- [ASSIGNED TASK]: Select the lines below containing the word "pixels".

- [DATASET EXCERPTS]:
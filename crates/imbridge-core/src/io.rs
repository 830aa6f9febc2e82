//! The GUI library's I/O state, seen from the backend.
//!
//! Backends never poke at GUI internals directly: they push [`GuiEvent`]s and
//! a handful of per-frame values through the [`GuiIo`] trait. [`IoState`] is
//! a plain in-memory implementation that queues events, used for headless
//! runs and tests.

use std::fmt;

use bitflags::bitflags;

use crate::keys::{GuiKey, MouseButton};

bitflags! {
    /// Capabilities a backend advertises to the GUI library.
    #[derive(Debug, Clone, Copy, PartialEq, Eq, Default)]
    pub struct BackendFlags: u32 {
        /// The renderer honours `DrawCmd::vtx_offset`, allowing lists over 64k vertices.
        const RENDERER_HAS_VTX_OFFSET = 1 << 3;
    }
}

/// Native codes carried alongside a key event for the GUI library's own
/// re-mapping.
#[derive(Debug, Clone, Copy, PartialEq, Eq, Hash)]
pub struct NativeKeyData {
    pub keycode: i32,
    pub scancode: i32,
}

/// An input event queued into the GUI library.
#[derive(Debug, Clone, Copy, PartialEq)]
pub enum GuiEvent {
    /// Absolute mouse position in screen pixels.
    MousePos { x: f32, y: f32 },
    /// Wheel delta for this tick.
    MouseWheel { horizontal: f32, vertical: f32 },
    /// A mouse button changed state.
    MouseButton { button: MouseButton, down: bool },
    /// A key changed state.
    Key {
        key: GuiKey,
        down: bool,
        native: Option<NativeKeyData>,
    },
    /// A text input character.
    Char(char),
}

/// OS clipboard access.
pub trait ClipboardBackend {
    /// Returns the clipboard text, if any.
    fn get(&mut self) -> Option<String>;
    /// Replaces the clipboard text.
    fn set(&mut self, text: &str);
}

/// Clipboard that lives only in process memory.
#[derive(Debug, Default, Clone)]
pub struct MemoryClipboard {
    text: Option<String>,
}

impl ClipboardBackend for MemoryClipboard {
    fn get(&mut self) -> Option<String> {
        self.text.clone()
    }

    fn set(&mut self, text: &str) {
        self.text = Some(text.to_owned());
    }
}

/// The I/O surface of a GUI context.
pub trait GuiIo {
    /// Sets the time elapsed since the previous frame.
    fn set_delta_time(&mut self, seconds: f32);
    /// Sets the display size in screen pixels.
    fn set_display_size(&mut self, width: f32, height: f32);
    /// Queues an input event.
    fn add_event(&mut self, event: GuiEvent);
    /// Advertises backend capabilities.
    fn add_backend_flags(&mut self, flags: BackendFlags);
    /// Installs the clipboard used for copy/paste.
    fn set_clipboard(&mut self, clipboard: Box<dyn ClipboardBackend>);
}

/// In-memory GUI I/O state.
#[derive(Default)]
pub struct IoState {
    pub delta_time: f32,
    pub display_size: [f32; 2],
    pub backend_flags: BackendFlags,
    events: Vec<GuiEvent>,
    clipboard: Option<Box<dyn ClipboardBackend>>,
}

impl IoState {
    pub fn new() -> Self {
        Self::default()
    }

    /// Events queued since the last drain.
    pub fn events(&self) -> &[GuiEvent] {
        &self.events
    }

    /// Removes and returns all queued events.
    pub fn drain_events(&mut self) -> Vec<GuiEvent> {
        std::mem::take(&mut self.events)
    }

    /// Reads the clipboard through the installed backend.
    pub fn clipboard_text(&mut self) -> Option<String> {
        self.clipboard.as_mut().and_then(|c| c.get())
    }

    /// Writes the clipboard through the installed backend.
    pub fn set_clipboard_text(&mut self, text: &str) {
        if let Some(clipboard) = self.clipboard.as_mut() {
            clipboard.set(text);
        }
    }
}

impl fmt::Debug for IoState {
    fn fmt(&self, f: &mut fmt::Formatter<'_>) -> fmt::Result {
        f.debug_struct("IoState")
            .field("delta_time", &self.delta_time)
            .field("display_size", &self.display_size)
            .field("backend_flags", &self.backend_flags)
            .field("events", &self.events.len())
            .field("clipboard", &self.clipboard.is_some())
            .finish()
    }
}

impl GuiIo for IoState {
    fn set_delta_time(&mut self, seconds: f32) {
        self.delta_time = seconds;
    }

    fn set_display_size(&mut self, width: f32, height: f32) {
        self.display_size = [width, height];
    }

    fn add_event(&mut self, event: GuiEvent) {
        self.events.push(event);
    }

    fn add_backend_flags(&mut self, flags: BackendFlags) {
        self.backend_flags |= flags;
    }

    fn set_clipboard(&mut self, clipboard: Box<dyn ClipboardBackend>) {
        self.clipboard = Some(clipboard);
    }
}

- [OUTPUT FOR THIS EXERCISE]:
    /// Absolute mouse position in screen pixels.
    /// Sets the display size in screen pixels.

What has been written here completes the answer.